Tarenflurbil Does Not Seem to Benefit Alzheimer Disease

By: June Chen, MD


A protein called amyloid-β peptide has been implicated in the development of Alzheimer disease. Tarenflurbil is an agent that selectively lowers amyloid-β peptide, and thus, it was hypothesized that tarenflurbil might be used to prevent cognitive decline in patients with Alzheimer disease. However, in a study published in the December 16, 2009 issue of the Journal of the American Medical Association, tarenflurbil does not seem to have a beneficial effect in people with mild Alzheimer disease.

In order to determine the efficacy, safety, and tolerability of tarenflurbil, Scientists from Boston University School of Medicineand their colleagues conducted a multicenter randomized, double-blind, placebo-controlled trial involving patients with mild Alzheimer disease at 133 trial sites in the United States between February 2005 and April 2008. Of the 1684 Alzheimer patients who were randomized, 1649 were included in the statistical analysis and 1046 completed the clinical trial. The scientists found that tarenflurbil did not have a beneficial effect on either cognitive function or activities of daily living in patients with mild Alzheimer disease.

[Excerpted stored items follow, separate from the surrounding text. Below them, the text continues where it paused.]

//! The full rule set run before an onboarding can be submitted for approval.

use super::call_flow::validate_call_flow;
use super::result::{IssueCategory, ValidationResult};
use super::working_hours::validate_working_hours_overlaps;
use crate::device::{AssignmentType, Phone};
use crate::onboarding::{
    DeviceOwnershipDecision, LocationOnboarding, OwnedDevices, PurchaseDecision,
};
use crate::types::is_blank;

pub const POC_NAME_REQUIRED: &str = "Point of contact name is required";
pub const POC_EMAIL_REQUIRED: &str = "Point of contact email is required";
pub const POC_PHONE_REQUIRED: &str = "Point of contact phone is required";
pub const PHONE_SYSTEM_REQUIRED: &str = "Phone system type is required";
pub const FAX_USAGE_REQUIRED: &str = "Please indicate whether you use fax";
pub const FAX_NUMBER_REQUIRED: &str = "Fax number is required when you use fax";
pub const FAX_IN_VOICE_STACK_REQUIRED: &str =
    "VoiceStack fax question must be answered when you do not use fax";
pub const OWNERSHIP_REQUIRED: &str = "Device ownership must be answered";
pub const YEALINK_OR_POLYCOM_REQUIRED: &str =
    "Please indicate whether your phones are Yealink or Polycom";
pub const PURCHASE_DECISION_REQUIRED: &str =
    "Please indicate whether you want to buy phones through VoiceStack";
pub const CATALOG_SELECTION_REQUIRED: &str =
    "At least one device must be selected from the catalog";
pub const PHONE_REQUIRED: &str = "At least one phone must be added";

/// Run every submission rule, in order, against one snapshot.
///
/// Pure: the same snapshot always produces the same result.
pub fn validate_onboarding_for_submission(
    onboarding: &LocationOnboarding,
    phones: &[Phone],
) -> ValidationResult {
    let mut result = ValidationResult::new();

    validate_basic_details(onboarding, &mut result);

    if onboarding.phone_system_type.is_none() {
        result.error(IssueCategory::PhoneSystem, "phoneSystemType", PHONE_SYSTEM_REQUIRED);
    }

    validate_fax(onboarding, &mut result);

    let decision = onboarding.device_decision();
    validate_ownership(decision, &mut result);
    if decision.uses_catalog() {
        validate_catalog_selections(onboarding, &mut result);
    }
    if decision.uses_manual_entry() {
        validate_phones(phones, &mut result);
    }

    result.merge(validate_call_flow(onboarding));
    result.merge(validate_working_hours_overlaps(&onboarding.working_hours));

    result
}

fn validate_basic_details(onboarding: &LocationOnboarding, result: &mut ValidationResult) {
    let required = [
        (onboarding.poc_name.as_deref(), "pocName", POC_NAME_REQUIRED),
        (onboarding.poc_email.as_deref(), "pocEmail", POC_EMAIL_REQUIRED),
        (onboarding.poc_phone.as_deref(), "pocPhone", POC_PHONE_REQUIRED),
    ];
    for (value, field, message) in required {
        if is_blank(value) {
            result.error(IssueCategory::BasicDetails, field, message);
        }
    }
}

fn validate_fax(onboarding: &LocationOnboarding, result: &mut ValidationResult) {
    match onboarding.uses_fax {
        None => result.error(IssueCategory::Fax, "usesFax", FAX_USAGE_REQUIRED),
        Some(true) => {
            if is_blank(onboarding.fax_number.as_deref()) {
                result.error(IssueCategory::Fax, "faxNumber", FAX_NUMBER_REQUIRED);
            }
        }
        Some(false) => {
            if onboarding.wants_fax_in_voice_stack.is_none() {
                result.error(
                    IssueCategory::Fax,
                    "wantsFaxInVoiceStack",
                    FAX_IN_VOICE_STACK_REQUIRED,
                );
            }
        }
    }
}

fn validate_ownership(decision: DeviceOwnershipDecision, result: &mut ValidationResult) {
    match decision {
        DeviceOwnershipDecision::Legacy | DeviceOwnershipDecision::Unanswered => {
            result.error(IssueCategory::Devices, "deviceOwnership", OWNERSHIP_REQUIRED);
        }
        DeviceOwnershipDecision::Owned(OwnedDevices::Unanswered) => {
            result.error(
                IssueCategory::Devices,
                "hasYealinkOrPolycom",
                YEALINK_OR_POLYCOM_REQUIRED,
            );
        }
        DeviceOwnershipDecision::Owned(OwnedDevices::YealinkOrPolycom) => {}
        DeviceOwnershipDecision::Owned(OwnedDevices::OtherBrand(purchase))
        | DeviceOwnershipDecision::NotOwned(purchase) => {
            if purchase == PurchaseDecision::Unanswered {
                result.error(
                    IssueCategory::Devices,
                    "buyPhonesThroughVoiceStack",
                    PURCHASE_DECISION_REQUIRED,
                );
            }
        }
    }
}

fn validate_catalog_selections(onboarding: &LocationOnboarding, result: &mut ValidationResult) {
    const FIELD: &str = "deviceCatalogSelections";

    if onboarding.device_catalog_selections.is_empty() {
        result.error(IssueCategory::Devices, FIELD, CATALOG_SELECTION_REQUIRED);
        return;
    }

    for (idx, selection) in onboarding.device_catalog_selections.iter().enumerate() {
        let position = idx + 1;
        if selection.brand.trim().is_empty() || selection.model.trim().is_empty() {
            result.error(
                IssueCategory::Devices,
                FIELD,
                format!("Catalog selection {position} requires a brand and model"),
            );
        }
        if selection.quantity <= 0 {
            result.error(
                IssueCategory::Devices,
                FIELD,
                format!("Catalog selection {position} must have a quantity greater than zero"),
            );
        }
        if selection.device_types.is_empty() {
            result.warning(
                IssueCategory::Devices,
                FIELD,
                format!("Catalog selection {position} has no device types selected"),
            );
        }
    }
}

fn validate_phones(phones: &[Phone], result: &mut ValidationResult) {
    const FIELD: &str = "phones";

    if phones.is_empty() {
        result.error(IssueCategory::Devices, FIELD, PHONE_REQUIRED);
        return;
    }

    for (idx, phone) in phones.iter().enumerate() {
        let label = phone.label(idx);
        if phone.device_types.is_empty() {
            result.error(
                IssueCategory::Devices,
                FIELD,
                format!("{label} requires at least one device type"),
            );
        }
        match phone.assignment_type {
            AssignmentType::AssignedToUser if phone.user_id().is_none() => result.error(
                IssueCategory::Devices,
                FIELD,
                format!("{label} must be assigned to a user"),
            ),
            AssignmentType::AssignedToExtension if phone.extension_number().is_none() => result
                .error(
                    IssueCategory::Devices,
                    FIELD,
                    format!("{label} must be assigned to an extension"),
                ),
            _ => {}
        }
        if phone.is_unsupported {
            result.error(
                IssueCategory::Devices,
                FIELD,
                format!(
                    "{label} is not a supported device. Please purchase a supported device or \
                     choose a different model"
                ),
            );
        }
        if phone.has_warnings {
            result.warning(
                IssueCategory::Devices,
                FIELD,
                format!(
                    "{label}: {}",
                    phone.warning_reason.as_deref().unwrap_or("has warnings")
                ),
            );
        }
    }
}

Although an earlier trial had demonstrated encouraging results for tarenflurbil among patients who were mildly affected by Alzheimer disease, this larger, randomized controlled trial did not support those earlier findings. The scientists speculate that one explanation for tarenflurbil’s lack of efficacy might be dose-related. However, they add that, to date, agents that affect amyloid have not yet been shown to alter the clinical of Alzeimer disease.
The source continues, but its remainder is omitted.